Scalability at BUX
Using an actor system to go from 100 users to 1.5 million
In the spring of 2014, when the BUX development team started work on our trading app, we had little idea just how much we would grow over the next 4 years. If I take a look at the architecture diagram that Joost van de Wijgerd, CTO of BUX, drew on a whiteboard more than 4 years ago, I can honestly say that not a lot has changed in our setup. Except for 1 or 2 components that we’ve added for new functionality, it’s exactly the same. A cynic might say “well, that just means you haven’t innovated”. But think about this: 4 years ago, we were a small start-up working in a subletted office on a shoe-string budget. What we needed to do is prove to our seed investors that we can build the product the BUX founders envisioned and we needed to do that quick. It took us 6 months to have an app in the AppStore. Some tech start-ups would have cut as many corners as possible to get something out the door that quick. Hack now, worry about it later, when the money starts flowing. At BUX, we adopted a different mindset.
Will it scale?
The question we always ask ourselves when building a new feature, when adding a new component to our tech stack, or when thinking about how we want to deploy our infrastructure, is “but will it scale?”. That is how we went from a start-up with 100 users in the first week after launch to a respected FinTech company with more than 1.5 million registered users, without changing anything in our core architecture. Without having to rethink our services, without having to throw work away and without having to start from scratch. Did we have teething issues? Did we make mistakes? Is hindsight always 20/20? Of course. No plan is foolproof and no architecture is perfect. This post is not about describing a silver bullet — there’s no such thing. It’s about giving a short introduction to a real life use case of when an actor system is useful. It’s about describing how an actor system works and about how it helped us achieve our goals of horizontal scalability. And how, in many instances, it made our lives much easier.
BUX basic architecture
Let’s talk a bit about the basic architecture of the BUX app. When people ask me what I do, I always say “we’re building an app”, or “I work for a company building a trading app”, when in fact, I am a backend developer. Except for a small hobby project, I’ve never written code for a mobile app. So what do I actually do at BUX? Well, as my title suggests, I’m part of the team responsible for writing the server-side code. As many mobile applications these days, our apps are “thin clients”, meaning that most if not all of the relevant user data is stored on our servers and not on your phone. The backend team provides a RESTful API which is called by the Android and iOS apps to provide our users with a rich trading experience.
Anatomy of a request
If you haven’t played with the BUX app yet, I encourage you to do so. Even if I do say so myself, it’s a fun experience, regardless if you have any trading knowledge or not. In any case, here’s one of the more used screens of the app, what we call the portfolio page:
Here I can see my currently open positions and the performance for each. If you were to guess, how do you think the data for this page is being built? Where is it being stored, how is it being retrieved? Obviously the user data is stored in some database. And as previously mentioned, we’re using a REST API to communicate with the outside world. So the following schema is not that far away from our actual setup:
The following JSON could be returned to the mobile clients in order to build the page shown to the user:
“Traditional” data storage and caching
But where to store this information? Because I don’t want this article to turn into a “X is better than Y” discussion, I’m not going to mention any (noSQL) database names. I truly believe you can make almost any technology stack work for almost every use case, it’s just a question of how much time and money you’re willing to spend. I will mention, where relevant, the technology stack that BUX has chosen.
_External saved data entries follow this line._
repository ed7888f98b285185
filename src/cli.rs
//! CLI 参数定义

use clap::{Parser, Subcommand};
use std::path::PathBuf;

/// envload - .env 文件加载与校验工具
#[derive(Parser)]
#[command(
    name = "envload",
    version,
    about = ".env 文件加载与校验工具",
    long_about = "读取 .env 文件或目录，解析引号、转义、行内注释和 ${VAR} 引用，\
                  写入进程环境并校验必需变量"
)]
pub struct Cli {
    #[command(subcommand)]
    pub command: Commands,

    /// 详细输出模式
    #[arg(short, long, global = true)]
    pub verbose: bool,

    /// 输出格式 (env/json)
    #[arg(short, long, global = true, default_value = "env")]
    pub format: String,
}

#[derive(Subcommand)]
pub enum Commands {
    /// 显示解析结果 (默认不写入环境)
    Show {
        /// 文件或目录，默认当前目录
        paths: Vec<PathBuf>,
        /// 同时按该模式写入环境 (load/overload)
        #[arg(short, long)]
        mode: Option<String>,
    },

    /// 加载后校验必需变量
    Check {
        /// 文件或目录，默认当前目录
        paths: Vec<PathBuf>,
        /// 必需变量 (逗号分隔)
        #[arg(short, long, value_delimiter = ',', required = true)]
        required: Vec<String>,
        /// 必需变量不能为空
        #[arg(long)]
        not_empty: bool,
        /// 允许的取值 (逗号分隔)
        #[arg(short, long, value_delimiter = ',')]
        allowed: Vec<String>,
        /// 覆盖已存在的变量
        #[arg(long)]
        overload: bool,
    },

    /// 加载后获取单个变量
    Get {
        /// 变量名称
        key: String,
        /// 文件或目录，默认当前目录
        paths: Vec<PathBuf>,
        /// 覆盖已存在的变量
        #[arg(long)]
        overload: bool,
    },

    /// 加载后运行命令
    Run {
        /// 文件或目录，默认当前目录
        paths: Vec<PathBuf>,
        /// 覆盖已存在的变量
        #[arg(long)]
        overload: bool,
        /// 要执行的命令 (写在 `--` 之后)
        #[arg(required = true, last = true)]
        command: Vec<String>,
    },
}

/// 未指定路径时使用当前目录
pub fn paths_or_cwd(paths: Vec<PathBuf>) -> Vec<PathBuf> {
    if paths.is_empty() {
        vec![PathBuf::from(".")]
    } else {
        paths
    }
}
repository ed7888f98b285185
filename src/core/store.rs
//! 环境变量存储 (遵循分离原则：接口与实现分离)
//!
//! - `EnvStore`: 存储接口，加载器只通过它读写
//! - `ProcessEnvStore`: 进程级实现，显式映射表 + 操作系统环境两份视图同步写入
//! - `MemoryEnvStore`: 纯内存实现，不触碰真实环境

use crate::types::EnvValue;
use std::collections::HashMap;
use std::sync::{OnceLock, RwLock};

/// 环境变量存储接口
pub trait EnvStore: Send + Sync {
    /// 读取原始值，不存在返回 `None`
    fn get_variable(&self, name: &str) -> Option<String>;

    /// 写入所有视图
    fn set_variable(&self, name: &str, value: &str);

    /// 从所有视图中删除
    fn clear_variable(&self, name: &str);

    /// 变量是否存在
    fn has(&self, name: &str) -> bool {
        self.get_variable(name).is_some()
    }

    /// 读取类型化值 (true/false/null/empty 字面量转换)
    fn get(&self, name: &str) -> Option<EnvValue> {
        self.get_variable(name).map(|raw| EnvValue::from_raw(&raw))
    }

    /// 读取类型化值，不存在时返回默认值
    fn get_or(&self, name: &str, default: EnvValue) -> EnvValue {
        self.get(name).unwrap_or(default)
    }

    /// 变量存在且类型化值等于 `expected`
    fn is(&self, name: &str, expected: &EnvValue) -> bool {
        self.get(name).is_some_and(|value| value == *expected)
    }
}

// ==================== 进程环境 ====================

/// 显式映射表 (进程内，优先于操作系统环境)
static REGISTRY: OnceLock<RwLock<HashMap<String, String>>> = OnceLock::new();

fn registry() -> &'static RwLock<HashMap<String, String>> {
    REGISTRY.get_or_init(|| RwLock::new(HashMap::new()))
}

/// 进程级环境存储
///
/// 读取顺序：显式映射表 → 操作系统环境。
/// 写入与删除同时作用于两份视图。
#[derive(Debug, Clone, Copy, Default)]
pub struct ProcessEnvStore;

impl ProcessEnvStore {
    pub fn new() -> Self {
        Self
    }

    /// 操作系统环境是否接受该键值 (`std::env::set_var` 对非法输入会 panic)
    fn os_accepts(name: &str, value: &str) -> bool {
        !name.is_empty() && !name.contains(['=', '\0']) && !value.contains('\0')
    }
}

impl EnvStore for ProcessEnvStore {
    fn get_variable(&self, name: &str) -> Option<String> {
        if let Ok(map) = registry().read()
            && let Some(value) = map.get(name)
        {
            return Some(value.clone());
        }

        std::env::var(name).ok()
    }

    fn set_variable(&self, name: &str, value: &str) {
        if let Ok(mut map) = registry().write() {
            map.insert(name.to_string(), value.to_string());
        }

        if Self::os_accepts(name, value) {
            // 单线程加载阶段调用，不与其他线程并发读写环境
            unsafe {
                std::env::set_var(name, value);
            }
        } else {
            tracing::warn!(name, "变量名或值无法写入操作系统环境，仅保存在显式映射表");
        }
    }

    fn clear_variable(&self, name: &str) {
        if let Ok(mut map) = registry().write() {
            map.remove(name);
        }

        if Self::os_accepts(name, "") {
            unsafe {
                std::env::remove_var(name);
            }
        }
    }
}

// ==================== 内存实现 ====================

/// 内存环境存储
#[derive(Debug, Default)]
pub struct MemoryEnvStore {
    inner: RwLock<HashMap<String, String>>,
}

impl MemoryEnvStore {
    pub fn new() -> Self {
        Self::default()
    }

    /// 以给定变量初始化
    pub fn with_vars<I, K, V>(vars: I) -> Self
    where
        I: IntoIterator<Item = (K, V)>,
        K: Into<String>,
        V: Into<String>,
    {
        let map = vars
            .into_iter()
            .map(|(k, v)| (k.into(), v.into()))
            .collect();

        Self {
            inner: RwLock::new(map),
        }
    }

    /// 当前全部变量的副本
    pub fn snapshot(&self) -> HashMap<String, String> {
        self.inner.read().map(|m| m.clone()).unwrap_or_default()
    }

    pub fn len(&self) -> usize {
        self.inner.read().map(|m| m.len()).unwrap_or(0)
    }

    pub fn is_empty(&self) -> bool {
        self.len() == 0
    }
}

impl EnvStore for MemoryEnvStore {
    fn get_variable(&self, name: &str) -> Option<String> {
        self.inner.read().ok()?.get(name).cloned()
    }

    fn set_variable(&self, name: &str, value: &str) {
        if let Ok(mut map) = self.inner.write() {
            map.insert(name.to_string(), value.to_string());
        }
    }

    fn clear_variable(&self, name: &str) {
        if let Ok(mut map) = self.inner.write() {
            map.remove(name);
        }
    }
}
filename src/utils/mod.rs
pub mod executor;
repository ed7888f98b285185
//! 命令执行器
//!
//! 子进程继承当前进程的环境与 stdin/stdout/stderr；
//! 加载得到的变量已写入进程环境，不再单独注入。

use crate::error::{EnvError, Result};
use std::process::{Command, Stdio};

/// 命令执行器
pub struct CommandExecutor;

impl CommandExecutor {
    /// 执行命令
    ///
    /// # 参数
    /// - `command`: 命令和参数，如 `["python", "app.py"]`
    ///
    /// # 返回
    /// 子进程的退出码
    pub fn exec(command: &[String]) -> Result<i32> {
        let Some((program, args)) = command.split_first() else {
            return Err(EnvError::CommandExecutionFailed("命令不能为空".to_string()));
        };

        let mut cmd = Command::new(program);
        cmd.args(args)
            .stdin(Stdio::inherit())
            .stdout(Stdio::inherit())
            .stderr(Stdio::inherit());

        tracing::debug!(program = %program, args = args.len(), "执行命令");

        let status = cmd.status().map_err(|e| {
            EnvError::CommandNotFound(format!(
                "{}: {} (请确保命令在 PATH 中或使用完整路径)",
                program, e
            ))
        })?;

        match status.code() {
            Some(code) => Ok(code),
            None => Err(EnvError::CommandExecutionFailed(format!(
                "{} 被信号终止",
                program
            ))),
        }
    }
}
You could choose to store the user data in any of the (noSQL) databases out there and would probably get good results. But let’s imagine that you want a certain level of performance when retrieving the portfolio page. After all, your users want to see their positions as quickly as possible, not wait around for half a minute while their page loads. What happens when you’ve reached a level of requests per second where your database can’t keep up anymore? Leaving aside knee-jerk reactions like “we can switch the database”, what most people would do in this case is implement a caching solution to make the queries as fast as possible:
This would work fine and it’s probably a good idea to have a caching layer in front of your database anyways. But if you’ve reached a level of requests per second that would affect the performance of your database queries, you most likely already have a highly available setup as well:
So now you’re looking at a distributed cache. Every time your database updates, you have to make sure your cache on all servers is up to date as well. I’m sure you can imagine (or even experienced first hand) the difficulty of tracking down a bug that manifests itself once in a blue moon but that leaves one of the caches, on a single server, out of date.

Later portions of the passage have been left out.